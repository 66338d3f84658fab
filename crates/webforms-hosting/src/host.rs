//! Request adapter: HTTP request in, page markup out.

use std::collections::HashMap;
use std::fmt;
use std::sync::Arc;

use http::header::{HeaderValue, CONTENT_TYPE};
use http::{Request, Response, StatusCode};
use webforms_core::{LifecycleObserver, RequestContext, RequestId, RouteData};
use webforms_observability::{LogOutput, ObservabilityConfig};
use webforms_routing::{RouteError, RouteTable};

use crate::config::EngineConfig;
use crate::driver::{PageLifecycleDriver, RenderedPage};
use crate::error::HostError;
use crate::page::Page;

/// Header carrying the request ID in both directions.
pub const REQUEST_ID_HEADER: &str = "x-request-id";

const HTML_CONTENT_TYPE: &str = "text/html; charset=utf-8";
const TEXT_CONTENT_TYPE: &str = "text/plain; charset=utf-8";

/// Creates a fresh page instance per request.
pub type PageFactory = Box<dyn Fn() -> Box<dyn Page> + Send + Sync>;

/// Maps requests to registered pages and runs them.
///
/// Pages are registered by virtual path. A request that matches a route
/// runs the page registered for the route's virtual path; otherwise the
/// request path itself selects the page.
pub struct PageHost {
    driver: PageLifecycleDriver,
    pages: HashMap<String, PageFactory>,
    logging: ObservabilityConfig,
    log_output: LogOutput,
}

impl fmt::Debug for PageHost {
    fn fmt(&self, f: &mut fmt::Formatter<'_>) -> fmt::Result {
        let mut pages: Vec<_> = self.pages.keys().collect();
        pages.sort();
        f.debug_struct("PageHost")
            .field("driver", &self.driver)
            .field("pages", &pages)
            .finish()
    }
}

impl PageHost {
    pub fn new(routes: Arc<RouteTable>) -> Self {
        Self {
            driver: PageLifecycleDriver::new(routes),
            pages: HashMap::new(),
            logging: ObservabilityConfig::default(),
            log_output: LogOutput::Stderr,
        }
    }

    /// Build a host from an engine configuration.
    pub fn from_config(config: &EngineConfig) -> Result<Self, RouteError> {
        let routes = Arc::new(config.route_table()?);
        Ok(Self::new(routes).with_logging(config.logging))
    }

    pub fn with_observer(mut self, observer: Arc<dyn LifecycleObserver>) -> Self {
        self.driver = self.driver.with_observer(observer);
        self
    }

    pub fn with_logging(mut self, logging: ObservabilityConfig) -> Self {
        self.driver = self.driver.with_logging(logging);
        self.logging = logging;
        self
    }

    pub fn with_log_output(mut self, output: LogOutput) -> Self {
        self.driver = self.driver.with_log_output(output.clone());
        self.log_output = output;
        self
    }

    pub fn routes(&self) -> &Arc<RouteTable> {
        self.driver.routes()
    }

    /// Register a page factory for a virtual path (`~/`, `~/about`, `/x`).
    pub fn register_page<P, F>(&mut self, virtual_path: &str, factory: F)
    where
        P: Page + 'static,
        F: Fn() -> P + Send + Sync + 'static,
    {
        let key = self.page_key(virtual_path);
        self.pages
            .insert(key, Box::new(move || Box::new(factory()) as Box<dyn Page>));
    }

    /// Register a `Default`-constructible page type.
    pub fn register_default<P: Page + Default + 'static>(&mut self, virtual_path: &str) {
        self.register_page(virtual_path, P::default);
    }

    /// Whether a page is registered for the virtual path.
    pub fn has_page(&self, virtual_path: &str) -> bool {
        self.pages.contains_key(&self.page_key(virtual_path))
    }

    /// Run the page for a request target such as `/category/books?x=1`.
    pub fn render_path(&self, target: &str) -> Result<RenderedPage, HostError> {
        self.render_request(RequestContext::new(target))
    }

    /// Run the page selected for a request.
    pub fn render_request(&self, request: RequestContext) -> Result<RenderedPage, HostError> {
        let (factory, route_data) = self.select(&request.path)?;
        let mut page = factory();
        let rendered = self
            .driver
            .run_with_route_data(page.as_mut(), request, route_data)?;
        Ok(rendered)
    }

    /// Serve an HTTP request.
    ///
    /// 200 with the markup on success, 404 when no page is registered for
    /// the request, 500 with the error message when the page fails.
    pub fn handle<B>(&self, request: &Request<B>) -> Response<String> {
        let target = request
            .uri()
            .path_and_query()
            .map(|pq| pq.as_str())
            .unwrap_or("/");
        let request_id = request
            .headers()
            .get(REQUEST_ID_HEADER)
            .and_then(|value| value.to_str().ok())
            .map(RequestId::from_string)
            .unwrap_or_else(RequestId::generate);

        let context = RequestContext::new(target).with_request_id(request_id.clone());
        let path = context.path.clone();

        let (status, content_type, body) = match self.render_request(context) {
            Ok(rendered) => (StatusCode::OK, HTML_CONTENT_TYPE, rendered.markup),
            Err(err) => (err.status_code(), TEXT_CONTENT_TYPE, err.to_string()),
        };

        self.logging
            .logger(request_id.clone())
            .with_output(self.log_output.clone())
            .info("Request completed")
            .field("method", request.method().as_str())
            .field("path", path)
            .field("status", status.as_u16())
            .emit();

        let mut response = Response::new(body);
        *response.status_mut() = status;
        let headers = response.headers_mut();
        headers.insert(CONTENT_TYPE, HeaderValue::from_static(content_type));
        if let Ok(value) = HeaderValue::from_str(request_id.as_str()) {
            headers.insert(REQUEST_ID_HEADER, value);
        }
        response
    }

    fn select(&self, path: &str) -> Result<(&PageFactory, Option<RouteData>), HostError> {
        let routes = self.driver.routes();
        let (key, route_data) = match routes.match_path(path) {
            Some(matched) => (
                self.page_key(matched.entry.virtual_path()),
                Some(matched.into_route_data()),
            ),
            None => (self.page_key(path), None),
        };

        self.pages
            .get(&key)
            .map(|factory| (factory, route_data))
            .ok_or_else(|| HostError::PageNotFound(path.to_string()))
    }

    /// Absolute, lower-cased, without a trailing slash (except the root).
    fn page_key(&self, path: &str) -> String {
        let resolved = self.driver.routes().resolve_virtual_path(path);
        let trimmed = resolved.trim_end_matches('/');
        if trimmed.is_empty() {
            "/".to_string()
        } else {
            trimmed.to_ascii_lowercase()
        }
    }
}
★ ★ ★ ★
**Work request:** The line with "let resolved = self.driver.routes().resolve_virtual_path(path);" through the last line of the entries above: output exactly those lines and nothing else.

**Answer:**
        let resolved = self.driver.routes().resolve_virtual_path(path);
        let trimmed = resolved.trim_end_matches('/');
        if trimmed.is_empty() {
            "/".to_string()
        } else {
            trimmed.to_ascii_lowercase()
        }
    }
}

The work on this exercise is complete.